Porosmedia.com, Bandung – Implementasi Kitab Undang-Undang Hukum Pidana (KUHP) baru terus membayangi kemerdekaan pers di Indonesia. Merespons kekhawatiran tersebut, Persatuan Wartawan Indonesia (PWI) Jawa Barat menggelar diskusi kritis bertajuk dampak KUHP baru terhadap kerja jurnalistik di Aula PWI Jabar, Kota Bandung, Senin (23/2/2026).

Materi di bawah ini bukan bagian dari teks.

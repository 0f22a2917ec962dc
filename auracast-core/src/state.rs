//! Published view-model state.
//!
//! Presentation code reads a [`ViewModelState`] and subscribes to changes; only
//! the owning polling controller writes to it.

use chrono::{DateTime, Utc};
use tokio::sync::watch;

use crate::error::FetchError;

/// Snapshot of one data kind's freshness.
#[derive(Debug, Clone, PartialEq)]
pub struct FetchState<T> {
    pub data: Option<T>,
    pub is_loading: bool,
    pub error_message: Option<String>,
    /// When `data` was last replaced.
    pub fetched_at: Option<DateTime<Utc>>,
}

impl<T> Default for FetchState<T> {
    fn default() -> Self {
        Self { data: None, is_loading: false, error_message: None, fetched_at: None }
    }
}

impl<T> FetchState<T> {
    pub(crate) fn begin(&mut self) {
        self.is_loading = true;
        self.error_message = None;
    }

    pub(crate) fn succeed(&mut self, data: T, at: DateTime<Utc>) {
        self.data = Some(data);
        self.fetched_at = Some(at);
        self.error_message = None;
        self.is_loading = false;
    }

    /// Leaves `data` alone so the last good reading stays visible.
    pub(crate) fn fail(&mut self, error: &FetchError) {
        self.error_message = Some(error.to_string());
        self.is_loading = false;
    }
}

/// Observable container around a [`FetchState`].
#[derive(Debug)]
pub struct ViewModelState<T> {
    tx: watch::Sender<FetchState<T>>,
}

impl<T> Default for ViewModelState<T> {
    fn default() -> Self {
        Self::new()
    }
}

impl<T> ViewModelState<T> {
    pub fn new() -> Self {
        let (tx, _rx) = watch::channel(FetchState::default());
        Self { tx }
    }

    /// Receiver that is notified after every published change.
    pub fn subscribe(&self) -> watch::Receiver<FetchState<T>> {
        self.tx.subscribe()
    }

    pub fn is_loading(&self) -> bool {
        self.tx.borrow().is_loading
    }

    pub fn error_message(&self) -> Option<String> {
        self.tx.borrow().error_message.clone()
    }

    pub fn fetched_at(&self) -> Option<DateTime<Utc>> {
        self.tx.borrow().fetched_at
    }

    pub(crate) fn update(&self, f: impl FnOnce(&mut FetchState<T>)) {
        self.tx.send_modify(f);
    }
}

impl<T: Clone> ViewModelState<T> {
    pub fn snapshot(&self) -> FetchState<T> {
        self.tx.borrow().clone()
    }

    pub fn data(&self) -> Option<T> {
        self.tx.borrow().data.clone()
    }
}
impl<F: Fetcher> PollingController<F> {
    pub fn new(
        fetcher: F,
        settings: Arc<dyn SettingsProvider>,
        state: Arc<ViewModelState<F::Record>>,
    ) -> Self {
        Self {
            shared: Arc::new(Shared {
                fetcher,
                settings,
                state,
                lifecycle: Mutex::new(Lifecycle::default()),
                in_flight: tokio::sync::Mutex::new(()),
            }),
            interval: DEFAULT_POLL_INTERVAL,
        }
    }

    pub fn with_interval(mut self, interval: Duration) -> Self {
        self.interval = interval;
        self
    }

    pub fn is_running(&self) -> bool {
        self.shared.lifecycle.lock().timer.is_some()
    }

    /// Fetch now and then every interval.
    ///
    /// Returns `false` without doing anything if already running, or if
    /// called outside a Tokio runtime.
    pub fn start(&self) -> bool {
        let runtime = match tokio::runtime::Handle::try_current() {
            Ok(handle) => handle,
            Err(e) => {
                tracing::warn!("Cannot start polling outside a Tokio runtime: {}", e);
                return false;
            }
        };

        let mut lifecycle = self.shared.lifecycle.lock();
        if lifecycle.timer.is_some() {
            tracing::debug!(kind = %self.shared.fetcher.kind(), "already running");
            return false;
        }

        lifecycle.generation += 1;
        let generation = lifecycle.generation;
        let cancel = CancellationToken::new();
        lifecycle.timer = Some(cancel.clone());
        drop(lifecycle);

        tracing::info!(
            kind = %self.shared.fetcher.kind(),
            interval_secs = self.interval.as_secs(),
            "polling started"
        );
        runtime.spawn(Arc::clone(&self.shared).run_timer(generation, self.interval, cancel));
        true
    }

    /// Cancel the timer. A fetch already in flight runs to completion but its
    /// result is dropped. Calling this while idle does nothing.
    ///
    /// The published state is left as it was, so `is_loading` stays `true`
    /// after stopping mid-fetch until the next `start` publishes again.
    pub fn stop(&self) {
        let mut lifecycle = self.shared.lifecycle.lock();
        let Some(timer) = lifecycle.timer.take() else {
            return;
        };
        lifecycle.generation += 1;
        timer.cancel();

        tracing::info!(kind = %self.shared.fetcher.kind(), "polling stopped");
    }

    /// Manual "refresh now". Works whether or not the timer is running and
    /// obeys the same one-in-flight rule as timer ticks.
    pub async fn refresh_now(&self) -> RefreshOutcome {
        let generation = self.shared.lifecycle.lock().generation;
        self.shared.fetch_once(generation, Trigger::Manual).await
    }
}

impl<F: Fetcher> Drop for PollingController<F> {
    fn drop(&mut self) {
        self.stop();
    }
}

#[cfg(test)]
mod tests {
    use super::*;
    use crate::{Settings, error::FetchError, fetcher::DataKind};
    use async_trait::async_trait;
    use std::collections::VecDeque;
    use std::sync::atomic::{AtomicUsize, Ordering};

    const LATENCY: Duration = Duration::from_secs(5);

    #[derive(Debug, Default)]
    struct Script {
        results: Mutex<VecDeque<Result<u32, FetchError>>>,
        calls: AtomicUsize,
        active: AtomicUsize,
        max_active: AtomicUsize,
    }

    impl Script {
        fn push(&self, result: Result<u32, FetchError>) {
            self.results.lock().push_back(result);
        }

        fn calls(&self) -> usize {
            self.calls.load(Ordering::SeqCst)
        }

        fn max_active(&self) -> usize {
            self.max_active.load(Ordering::SeqCst)
        }
    }

    #[derive(Debug)]
    struct ScriptedFetcher {
        script: Arc<Script>,
        latency: Duration,
    }

    #[async_trait]
    impl Fetcher for ScriptedFetcher {
        type Record = u32;

        fn kind(&self) -> DataKind {
            DataKind::Observation
        }

        async fn fetch(&self, _settings: &Settings) -> Result<u32, FetchError> {
            let call = self.script.calls.fetch_add(1, Ordering::SeqCst) as u32 + 1;
            let active = self.script.active.fetch_add(1, Ordering::SeqCst) + 1;
            self.script.max_active.fetch_max(active, Ordering::SeqCst);

            tokio::time::sleep(self.latency).await;

            self.script.active.fetch_sub(1, Ordering::SeqCst);
            self.script.results.lock().pop_front().unwrap_or(Ok(call))
        }
    }

    type Harness = (PollingController<ScriptedFetcher>, Arc<ViewModelState<u32>>, Arc<Script>);

    fn controller(latency: Duration) -> Harness {
        let script = Arc::new(Script::default());
        let state = Arc::new(ViewModelState::new());
        let fetcher = ScriptedFetcher { script: Arc::clone(&script), latency };
        let settings: Arc<dyn SettingsProvider> = Arc::new(Settings::new("IMELLE143", "KEY"));
        let controller = PollingController::new(fetcher, settings, Arc::clone(&state));
        (controller, state, script)
    }

    #[tokio::test(start_paused = true)]
    async fn start_fetches_immediately() {
        let (controller, state, script) = controller(LATENCY);
        let mut rx = state.subscribe();

        assert!(controller.start());

        // Well before the first interval elapses.
        tokio::time::timeout(Duration::from_secs(10), rx.wait_for(|s| s.data.is_some()))
            .await
            .expect("first fetch must not wait for the timer")
            .expect("state alive");

        assert_eq!(script.calls(), 1);
        assert_eq!(state.data(), Some(1));
        assert!(!state.is_loading());
        assert!(state.fetched_at().is_some());
    }

    #[tokio::test(start_paused = true)]
    async fn ticks_every_interval_and_second_start_is_noop() {
        let (controller, _state, script) = controller(LATENCY);

        assert!(controller.start());
        assert!(!controller.start());
        assert!(controller.is_running());

        // Fetches begin at 0, 65, 130 and 195 seconds.
        tokio::time::sleep(Duration::from_secs(200)).await;

        assert_eq!(script.calls(), 4);
        assert_eq!(script.max_active(), 1);
    }

    #[tokio::test(start_paused = true)]
    async fn manual_refresh_during_fetch_is_skipped() {
        let (controller, _state, script) = controller(LATENCY);
        let controller = Arc::new(controller);

        controller.start();
        tokio::time::sleep(Duration::from_secs(1)).await;

        let mut handles = Vec::new();
        for _ in 0..10 {
            let c = Arc::clone(&controller);
            handles.push(tokio::spawn(async move { c.refresh_now().await }));
        }
        for handle in handles {
            assert_eq!(handle.await.expect("task"), RefreshOutcome::Skipped);
        }

        tokio::time::sleep(Duration::from_secs(10)).await;
        assert_eq!(controller.refresh_now().await, RefreshOutcome::Applied);

        assert_eq!(script.calls(), 2);
        assert_eq!(script.max_active(), 1);
    }

    #[tokio::test(start_paused = true)]
    async fn tick_during_manual_refresh_is_skipped() {
        let (controller, _state, script) = controller(Duration::from_secs(30));
        let controller = Arc::new(controller.with_interval(Duration::from_secs(10)));

        // First fetch runs 0..30, so the next tick is due at 40.
        controller.start();
        tokio::time::sleep(Duration::from_secs(35)).await;
        assert_eq!(script.calls(), 1);

        // Manual fetch runs 35..65 and overlaps the ticks at 40, 50 and 60.
        let c = Arc::clone(&controller);
        let manual = tokio::spawn(async move { c.refresh_now().await });

        tokio::time::sleep(Duration::from_secs(31)).await;
        assert_eq!(manual.await.expect("task"), RefreshOutcome::Applied);
        assert_eq!(script.calls(), 2);
        assert_eq!(script.max_active(), 1);

        // The timer keeps going once the guard is free again.
        tokio::time::sleep(Duration::from_secs(9)).await;
        assert_eq!(script.calls(), 3);
        assert_eq!(script.max_active(), 1);
    }

    #[tokio::test(start_paused = true)]
    async fn stop_is_idempotent() {
        let (controller, state, script) = controller(LATENCY);
        let before = state.snapshot();

        controller.stop();
        controller.stop();

        assert!(!controller.is_running());
        assert_eq!(state.snapshot(), before);
        assert_eq!(script.calls(), 0);
    }

    #[tokio::test(start_paused = true)]
    async fn stop_discards_in_flight_result() {
        let (controller, state, script) = controller(LATENCY);

        controller.start();
        tokio::time::sleep(Duration::from_secs(1)).await;
        assert!(state.is_loading());

        let before = state.snapshot();
        controller.stop();

        tokio::time::sleep(Duration::from_secs(300)).await;

        assert_eq!(state.snapshot(), before);
        assert!(state.is_loading());
        assert!(!controller.is_running());
        assert_eq!(script.calls(), 1);
    }

    #[tokio::test(start_paused = true)]
    async fn errors_keep_previous_data() {
        let (controller, state, script) = controller(LATENCY);
        script.push(Ok(42));
        script.push(Err(FetchError::EmptyResult("station IMELLE143".into())));
        script.push(Err(FetchError::HttpStatus { code: 503 }));

        assert_eq!(controller.refresh_now().await, RefreshOutcome::Applied);
        assert_eq!(state.data(), Some(42));

        assert_eq!(controller.refresh_now().await, RefreshOutcome::Applied);
        let snap = state.snapshot();
        assert_eq!(snap.data, Some(42));
        assert!(!snap.is_loading);
        assert!(snap.error_message.as_deref().is_some_and(|m| m.contains("No data found")));

        assert_eq!(controller.refresh_now().await, RefreshOutcome::Applied);
        let snap = state.snapshot();
        assert_eq!(snap.data, Some(42));
        assert!(snap.error_message.as_deref().is_some_and(|m| m.contains("503")));
    }

    #[tokio::test(start_paused = true)]
    async fn restart_waits_for_stale_fetch_then_fetches() {
        let (controller, state, script) = controller(LATENCY);
        script.push(Ok(1));
        script.push(Ok(2));

        controller.start();
        tokio::time::sleep(Duration::from_secs(1)).await;
        controller.stop();
        assert!(controller.start());

        let mut rx = state.subscribe();
        tokio::time::timeout(Duration::from_secs(30), rx.wait_for(|s| s.data.is_some()))
            .await
            .expect("restart must fetch")
            .expect("state alive");

        assert_eq!(state.data(), Some(2));
        assert_eq!(script.calls(), 2);
        assert_eq!(script.max_active(), 1);
    }

    #[tokio::test(start_paused = true)]
    async fn dropping_controller_stops_timer() {
        let (controller, _state, script) = controller(LATENCY);

        controller.start();
        tokio::time::sleep(Duration::from_secs(10)).await;
        drop(controller);

        tokio::time::sleep(Duration::from_secs(300)).await;
        assert_eq!(script.calls(), 1);
    }

    #[test]
    fn start_outside_runtime_is_refused() {
        let (controller, _state, script) = controller(LATENCY);

        assert!(!controller.start());
        assert!(!controller.is_running());
        assert_eq!(script.calls(), 0);
    }
}
use std::time::Duration;

use reqwest::{Client, Url};
use serde::de::DeserializeOwned;

use crate::error::FetchError;

const REQUEST_TIMEOUT_SECS: u64 = 10;
const USER_AGENT: &str = concat!("AuraCast/", env!("CARGO_PKG_VERSION"));

/// Stateless GET-and-decode helper shared by all fetchers.
#[derive(Debug, Clone)]
pub struct HttpJsonClient {
    http: Client,
}

impl Default for HttpJsonClient {
    fn default() -> Self {
        Self::new()
    }
}

impl HttpJsonClient {
    pub fn new() -> Self {
        let http = Client::builder()
            .timeout(Duration::from_secs(REQUEST_TIMEOUT_SECS))
            .user_agent(USER_AGENT)
            .build()
            .unwrap_or_else(|e| {
                tracing::warn!("Falling back to default HTTP client: {}", e);
                Client::new()
            });

        Self { http }
    }

    /// GET `base_url?query` and decode the body as `T`.
    ///
    /// A 2xx response with an empty body is reported as
    /// [`FetchError::EmptyResult`] labelled with `subject`.
    pub async fn fetch_json<T: DeserializeOwned>(
        &self,
        base_url: &str,
        query: &[(&str, &str)],
        subject: &str,
    ) -> Result<T, FetchError> {
        let url = Url::parse_with_params(base_url, query)
            .map_err(|e| FetchError::InvalidUrl(format!("{base_url}: {e}")))?;

        tracing::debug!(path = url.path(), "GET");

        let res = self
            .http
            .get(url)
            .send()
            .await
            .map_err(|e| FetchError::Network { detail: e.to_string() })?;

        let status = res.status();
        let body = res
            .text()
            .await
            .map_err(|e| FetchError::Network { detail: e.to_string() })?;

        if !status.is_success() {
            tracing::debug!("{} failed with status {}: {}", base_url, status, truncate_body(&body));
            return Err(FetchError::HttpStatus { code: status.as_u16() });
        }

        if body.trim().is_empty() {
            return Err(FetchError::EmptyResult(subject.to_string()));
        }

        serde_json::from_str(&body).map_err(|e| {
            tracing::debug!("Failed to decode {}: {}", truncate_body(&body), e);
            FetchError::from(e)
        })
    }
}

fn truncate_body(body: &str) -> String {
    const MAX: usize = 200;
    match body.char_indices().nth(MAX) {
        Some((idx, _)) => format!("{}...", &body[..idx]),
        None => body.to_string(),
    }
}
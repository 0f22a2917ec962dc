use std::{sync::Arc, time::Duration};

use crate::{
    config::SettingsProvider,
    fetcher::{Fetcher, ForecastFetcher, ObservationFetcher},
    polling::{PollingController, RefreshOutcome},
    state::ViewModelState,
};

/// Published state plus the controller that keeps it fresh.
///
/// Whatever owns the UI surface calls [`attach`](Self::attach) when it
/// becomes visible and [`detach`](Self::detach) when it is hidden. Dropping
/// the view-model stops polling.
#[derive(Debug)]
pub struct ViewModel<F: Fetcher> {
    state: Arc<ViewModelState<F::Record>>,
    controller: PollingController<F>,
}

pub type WeatherViewModel = ViewModel<ObservationFetcher>;
pub type ForecastViewModel = ViewModel<ForecastFetcher>;

impl<F: Fetcher> ViewModel<F> {
    pub fn new(fetcher: F, settings: Arc<dyn SettingsProvider>) -> Self {
        let state = Arc::new(ViewModelState::new());
        let controller = PollingController::new(fetcher, settings, Arc::clone(&state));
        Self { state, controller }
    }

    pub fn with_interval(mut self, interval: Duration) -> Self {
        self.controller = self.controller.with_interval(interval);
        self
    }

    /// Read-only view for presentation code.
    pub fn state(&self) -> &ViewModelState<F::Record> {
        &self.state
    }

    pub fn is_polling(&self) -> bool {
        self.controller.is_running()
    }

    pub fn attach(&self) -> bool {
        self.controller.start()
    }

    pub fn detach(&self) {
        self.controller.stop();
    }

    pub async fn refresh_now(&self) -> RefreshOutcome {
        self.controller.refresh_now().await
    }
}

impl WeatherViewModel {
    pub fn observations(settings: Arc<dyn SettingsProvider>) -> Self {
        Self::new(ObservationFetcher::default(), settings)
    }
}

impl ForecastViewModel {
    pub fn forecast(settings: Arc<dyn SettingsProvider>) -> Self {
        Self::new(ForecastFetcher::default(), settings)
    }
}

#[cfg(test)]
mod tests {
    use super::*;
    use crate::Settings;

    #[tokio::test]
    async fn attach_detach_toggle_polling() {
        let settings: Arc<dyn SettingsProvider> = Arc::new(Settings::new("IMELLE143", "KEY"));
        let vm = WeatherViewModel::new(
            ObservationFetcher::default().with_base_url("http://127.0.0.1:1"),
            settings,
        );

        assert!(!vm.is_polling());
        assert!(vm.attach());
        assert!(!vm.attach());
        assert!(vm.is_polling());

        vm.detach();
        vm.detach();
        assert!(!vm.is_polling());
    }

    #[test]
    fn new_view_model_is_empty() {
        let settings: Arc<dyn SettingsProvider> =
            Arc::new(Settings::new("IMELLE143", "KEY").with_geocode("52.20,8.34"));
        let vm = ForecastViewModel::forecast(settings);

        assert!(vm.state().data().is_none());
        assert!(!vm.state().is_loading());
        assert!(vm.state().error_message().is_none());
    }
}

Diskusi yang digelar dalam rangka Hari Pers Nasional (HPN) 2026 tingkat Provinsi Jabar ini bertujuan membekali insan pers agar tidak “tergelincir” saat berhadapan dengan regulasi pidana yang berpotensi bersinggungan dengan kerja-kerja publik.
Pelaksana Tugas (Plt) Ketua PWI Jabar, Ahmad Syukri, menegaskan bahwa pemahaman mendalam mengenai substansi KUHP baru adalah kewajiban bagi setiap jurnalis. Ia berharap para perwakilan PWI se-Jabar yang hadir dapat menjadi agen sosialisasi bagi rekan seprofesi di daerah masing-masing.
”Insan media harus paham batasan dan perlindungan hukumnya, lalu menyebarkan pemahaman itu agar tidak ada jurnalis yang terjebak karena ketidaktahuan,” ujar Ahmad.
Senada dengan hal tersebut, Guru Besar Hukum Pidana, Prof. Dr. Edi Setiadi, mengingatkan bahwa meski pers adalah profesi yang dilindungi, kepatuhan terhadap Kode Etik Jurnalistik (KEJ) dan UU Pers Nomor 40 Tahun 1999 adalah harga mati.
”Pers memang dilindungi undang-undang, tapi juga dibatasi kode etik. Keduanya harus berjalan beriringan. Jika jurnalis melenceng dari etik, di sanalah celah hukum pidana mulai terbuka,” tegas Prof. Edi dalam diskusi yang dipandu moderator Sandy Ferdiana tersebut.
Isu krusial yang mencuat dalam diskusi adalah status lex specialis UU Pers. Ahli Pers dari Dewan Pers, Noe Firman, membawa angin segar dengan menyoroti Putusan Mahkamah Konstitusi Nomor 145/PUU-XXIII/2025.
Putusan MK tersebut mempertegas bahwa setiap sengketa pemberitaan wajib melalui mekanisme internal pers:
- Hak Jawab
- Hak Koreksi
- Mediasi di Dewan Pers
”Selama pers taat pada kode etik, ruang kerja jurnalistik tetap terlindungi. Putusan MK menegaskan bahwa sengketa harus diselesaikan di Dewan Pers terlebih dahulu. Jika tahap ini tidak ditempuh, baru boleh mempertimbangkan restorative justice, bukan langsung pidana,” papar Noe Firman.
Kegiatan ini merupakan bagian dari rangkaian peringatan HPN 2026 Jabar, menyusul kehadiran delegasi Jabar pada puncak acara HPN di Serang, Banten, awal Februari lalu.
Gelaran ini terselenggara berkat dukungan kolaboratif dari Bank BJB, Askrida, Djarum Foundation, Summarecon, DPRD Provinsi Jabar, dan Pemkot Bandung. Melalui diskusi ini, PWI Jabar mengirimkan pesan kuat: Kemerdekaan pers hanya bisa dijaga dengan profesionalisme dan ketaatan total pada kode etik.